It´s that time again! Back with a yoga recipe for you to play with at home or on the road, wherever you may be, let it feel good.
This week, we´re tackling tree pose. It´s a balancing and hip opening posture but it´s also a brilliant way to get into the seam of the inner thigh, which can be a tricky little number. Read on for details…
1) First things first, start to tap into your breath. It tends to be the first thing that becomes compromised, especially when a challenge is in your face. Have a wall or chair handy (just something that you might use to steady your balance). If you´re working on standing on one leg, my tip is taken from the king that is Michael Jackson and his effortless lean swag (can i say swag here? i just did…) that is, to first stand on both feet, then lean the weight into your toes…then lean the weight over to the left….then take that weight back into your heels….then over to the right….then finally, feeling the entire outline of your footprint, spread an even distribution of weight throughout. Focus your gaze on something in the room that´s not moving. And try not to grimace.
2) Pick up your right foot. Lift the knee and hug it into your chest. Press your weight through your standing foot and try to let your body lengthen upwards so you become taller.

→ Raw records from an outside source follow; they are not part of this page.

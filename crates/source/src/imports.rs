use crate::parser::node_text;
use mockgen_model::guess_package_name;
use std::collections::BTreeMap;
use tree_sitter::Node;

/// Import table of one source file
#[derive(Debug, Clone, Default)]
pub struct FileImports {
    /// `name "path"` imports
    explicit: BTreeMap<String, String>,

    /// Plain imports, keyed by the guessed package name
    derived: BTreeMap<String, String>,

    /// `. "path"` imports
    dot: Vec<String>,
}

impl FileImports {
    pub(crate) fn from_root(root: Node<'_>, text: &str) -> Self {
        let mut imports = Self::default();
        let mut specs = Vec::new();
        for child in root.named_children(&mut root.walk()) {
            if child.kind() == "import_declaration" {
                collect_import_specs(child, &mut specs);
            }
        }

        for spec in specs {
            let Some(path) = spec
                .child_by_field_name("path")
                .map(|p| strip_string_quotes(node_text(p, text)))
            else {
                continue;
            };
            match spec.child_by_field_name("name") {
                Some(name) => match name.kind() {
                    "dot" => imports.dot.push(path),
                    "blank_identifier" => log::warn!("ignoring blank import of {path:?}"),
                    _ => {
                        imports
                            .explicit
                            .insert(node_text(name, text).to_string(), path);
                    }
                },
                None => {
                    imports.derived.insert(guess_package_name(&path), path);
                }
            }
        }
        imports
    }

    /// Resolve the qualifier used in `name.Type` to an import path.
    ///
    /// Explicitly named imports win, then the caller-supplied table, then
    /// names guessed from plain import paths.
    pub fn lookup<'a>(
        &'a self,
        name: &str,
        caller: &'a BTreeMap<String, String>,
    ) -> Option<&'a str> {
        self.explicit
            .get(name)
            .or_else(|| caller.get(name))
            .or_else(|| self.derived.get(name))
            .map(String::as_str)
    }

    /// Paths imported with `.`
    pub fn dot_imports(&self) -> &[String] {
        &self.dot
    }

    pub fn len(&self) -> usize {
        self.explicit.len() + self.derived.len() + self.dot.len()
    }

    pub fn is_empty(&self) -> bool {
        self.len() == 0
    }
}

fn collect_import_specs<'a>(node: Node<'a>, specs: &mut Vec<Node<'a>>) {
    for child in node.named_children(&mut node.walk()) {
        if child.kind() == "import_spec" {
            specs.push(child);
        } else if child.kind() == "import_spec_list" {
            collect_import_specs(child, specs);
        }
    }
}

fn strip_string_quotes(s: &str) -> String {
    s.trim_matches('"').trim_matches('`').to_string()
}

#[cfg(test)]
mod tests {
    use crate::parser::{GoParser, PackageKey};
    use std::collections::BTreeMap;
    use std::path::Path;

    const SRC: &str = r#"package hello

import (
	"context"
	stdio "io"
	. "example.com/dsl"
	_ "example.com/sideeffect"
	"gopkg.in/yaml.v3"
	"github.com/x/go-bar"
)
"#;

    #[test]
    fn resolves_aliases_and_derived_names() {
        let file = GoParser::new()
            .unwrap()
            .parse(Path::new("hello.go"), SRC.to_string(), PackageKey::Primary)
            .unwrap();
        let none = BTreeMap::new();
        let imports = &file.imports;

        assert_eq!(imports.lookup("context", &none), Some("context"));
        assert_eq!(imports.lookup("stdio", &none), Some("io"));
        assert_eq!(imports.lookup("io", &none), None);
        assert_eq!(imports.lookup("yaml", &none), Some("gopkg.in/yaml.v3"));
        assert_eq!(imports.lookup("bar", &none), Some("github.com/x/go-bar"));
        assert_eq!(imports.dot_imports(), &["example.com/dsl".to_string()]);
        assert_eq!(imports.len(), 5);
    }

    #[test]
    fn caller_table_beats_guessed_names() {
        let file = GoParser::new()
            .unwrap()
            .parse(Path::new("hello.go"), SRC.to_string(), PackageKey::Primary)
            .unwrap();
        let mut caller = BTreeMap::new();
        caller.insert("gobar".to_string(), "github.com/x/go-bar".to_string());
        caller.insert("bar".to_string(), "example.com/other/bar".to_string());
        caller.insert("stdio".to_string(), "example.com/never".to_string());

        let imports = &file.imports;
        assert_eq!(imports.lookup("gobar", &caller), Some("github.com/x/go-bar"));
        assert_eq!(imports.lookup("bar", &caller), Some("example.com/other/bar"));
        assert_eq!(imports.lookup("stdio", &caller), Some("io"));
    }
}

3) If it feels secure, take your right hand to your right knee. It can help at this point to hold your left arm out to the left, or hold onto your wall or chair to steady your balance.
4) Place your right foot on the inside of your left inner thigh. You´re trying to create an effect of the thigh and the foot hugging together. By pushing the right foot gently into your left inner thigh, resist with your left inner thigh by strengthening the standing leg. Try pressing the standing foot down even more firmly. If the right foot feels like it doesn’t want to be so high up on the thigh, take it lower down to rest on your left calf, or if balance is not happening for you on this occasion, try not to worry or be annoyed, keep breathing and place your right toes on the floor and rest the heel on your left ankle.
5) Bring your palms together in front of your chest. Then slowly lift them up into the air. Try to keep the integrity of your legs, particularly your standing foot pressing into the floor. Let this “pressing downward” enable you to stand taller. Even taller. Like a tree! Separate your hands, spread your fingers and “be tree”. And remember, trees aren’t still, so if you’re swaying or wobbling, see this as a natural part of practicing how to balance. If it helps, remind yourself to set your eyes on something still, and feel the entire outline of your standing foot. Yeah! Hold for up to 10 breaths.
6) To come out, remove your right foot and turn your right knee forward, then place your foot back down, shifting the weight into your right (now standing foot). Repeat the other side!
Remember, it’s a practice! Embrace the wobbles!